Windows On The World (Part 1) / 世界上的窗户(第一部份)
in collaboration with Thomas Tsang / DeHow Projects
commissioned by ParaSite Art Space / Spring Workshop for the group exhibition Islands Off the Shores of Asia
mixed media installation featuring a single channel video
2014
As part of the Wong’s long-term endeavor on the unconscious relationships between sci-fi and Cantonese opera, the structure built in the exhibition departs from the oceanic landscape appearing in Tarkovsky’s Solaris (1972) and its infinite horizon of islets. In this work the vortex of space conquest collides with the vortex of antiquity, becoming a site where a Chinese sci-fi plot is imagined.
(from exhibition text)
Singaporean artist Ming Wong’s incredible tunnel installation Windows on the World (2014). As you walk into the Kubrick-esque ‘tunnel’ (fashioned out of wood and fabric), dotted with translucent portholes, the soft strains of Cantonese opera grow louder. At the end of the tunnel, the vanishing point, a looped video is screened of Wong in spacesuit gear, tumbling and arcing through the air to the opera aria Princess ZhaoJun Crosses the Border.

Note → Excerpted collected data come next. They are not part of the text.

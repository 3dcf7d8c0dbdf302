//! Decoder limits, adjustable from code or from received SETTINGS.

use crate::error::Error;
use crate::headers::DEFAULT_MAX_HEADER_LIST_SIZE;
use crate::hpack::{constants::DEFAULT_HEADER_TABLE_SIZE_SETTING, DEFAULT_MAX_DECODE_BUFFER_SIZE};
use crate::http2::{SettingsParameter, DEFAULT_MAX_FRAME_SIZE, MAX_PAYLOAD_LENGTH};
use crate::log::debug;

#[derive(Debug, Clone, Copy, PartialEq, Eq)]
pub struct DecoderConfig {
    /// Frames with a longer payload are rejected.
    pub max_frame_payload_size: u32,
    /// SETTINGS_HEADER_TABLE_SIZE acknowledged for the HPACK decoder.
    pub header_table_size: u32,
    /// Largest HPACK fragment (and string literal) accepted.
    pub max_decode_buffer_size: usize,
    pub max_header_list_size: usize,
    /// Return from `process_input` after each complete frame.
    pub process_single_input_frame: bool,
}

impl Default for DecoderConfig {
    fn default() -> Self {
        Self {
            max_frame_payload_size: DEFAULT_MAX_FRAME_SIZE,
            header_table_size: DEFAULT_HEADER_TABLE_SIZE_SETTING,
            max_decode_buffer_size: DEFAULT_MAX_DECODE_BUFFER_SIZE,
            max_header_list_size: DEFAULT_MAX_HEADER_LIST_SIZE,
            process_single_input_frame: false,
        }
    }
}

impl DecoderConfig {
    pub fn with_max_frame_payload_size(mut self, size: u32) -> Self {
        self.max_frame_payload_size = size;
        self
    }

    pub fn with_header_table_size(mut self, size: u32) -> Self {
        self.header_table_size = size;
        self
    }

    pub fn with_max_decode_buffer_size(mut self, size: usize) -> Self {
        self.max_decode_buffer_size = size;
        self
    }

    pub fn with_max_header_list_size(mut self, size: usize) -> Self {
        self.max_header_list_size = size;
        self
    }

    pub fn with_process_single_input_frame(mut self, single: bool) -> Self {
        self.process_single_input_frame = single;
        self
    }

    /// Applies a setting we advertised, validated per RFC 9113 §6.5.2.
    /// Settings that do not limit decoding are checked but not stored;
    /// unknown identifiers are ignored.
    pub fn apply(&mut self, id: u16, value: u32) -> Result<(), Error> {
        let invalid = Error::InvalidSetting { id, value };
        match SettingsParameter::from_id(id) {
            Some(SettingsParameter::HeaderTableSize) => self.header_table_size = value,
            Some(SettingsParameter::EnablePush) => {
                if value > 1 {
                    return Err(invalid);
                }
            }
            Some(SettingsParameter::MaxConcurrentStreams) => {}
            Some(SettingsParameter::InitialWindowSize) => {
                if value > 0x7fff_ffff {
                    return Err(invalid);
                }
            }
            Some(SettingsParameter::MaxFrameSize) => {
                if !(DEFAULT_MAX_FRAME_SIZE..=MAX_PAYLOAD_LENGTH).contains(&value) {
                    return Err(invalid);
                }
                self.max_frame_payload_size = value;
            }
            Some(SettingsParameter::MaxHeaderListSize) => {
                self.max_header_list_size = value as usize;
            }
            None => {
                debug!("ignoring unknown setting {id:#x}={value}");
            }
        }
        Ok(())
    }
}

#[cfg(test)]
mod tests {
    use super::*;

    #[test]
    fn defaults() {
        let c = DecoderConfig::default();
        assert_eq!(c.max_frame_payload_size, 16384);
        assert_eq!(c.header_table_size, 4096);
        assert_eq!(c.max_decode_buffer_size, 32 * 1024);
        assert_eq!(c.max_header_list_size, 16 * 1024);
        assert!(!c.process_single_input_frame);
    }

    #[test]
    fn builder() {
        let c = DecoderConfig::default()
            .with_max_frame_payload_size(1 << 20)
            .with_process_single_input_frame(true);
        assert_eq!(c.max_frame_payload_size, 1 << 20);
        assert!(c.process_single_input_frame);
    }

    #[test]
    fn apply_validates() {
        let mut c = DecoderConfig::default();
        c.apply(0x5, 32768).unwrap();
        assert_eq!(c.max_frame_payload_size, 32768);
        assert_eq!(c.apply(0x5, 100), Err(Error::InvalidSetting { id: 5, value: 100 }));
        assert_eq!(c.apply(0x5, 1 << 24), Err(Error::InvalidSetting { id: 5, value: 1 << 24 }));
        assert!(c.apply(0x2, 2).is_err());
        assert!(c.apply(0x4, 0x8000_0000).is_err());
        c.apply(0x1, 0).unwrap();
        assert_eq!(c.header_table_size, 0);
        c.apply(0x6, 100).unwrap();
        assert_eq!(c.max_header_list_size, 100);
        c.apply(0xff, 7).unwrap();
    }

    #[test]
    fn unknown_setting_leaves_config_untouched() {
        let mut c = DecoderConfig::default();
        assert_eq!(c.apply(0x99, 12345), Ok(()));
        assert_eq!(c, DecoderConfig::default());
    }
}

“Science fiction is a space where one can reimagine societies and identities, and extend an idea or the repercussions of that idea, on a society,” says Wong of his creative response to the show title, Islands Off the Shores of Asia. “And the events of [Occupy Central] have called up so many ideas and questions. What is the future of Hong Kong? Utopian or dystopian? Who belongs to Hong Kong? Who does Hong Kong belong to?”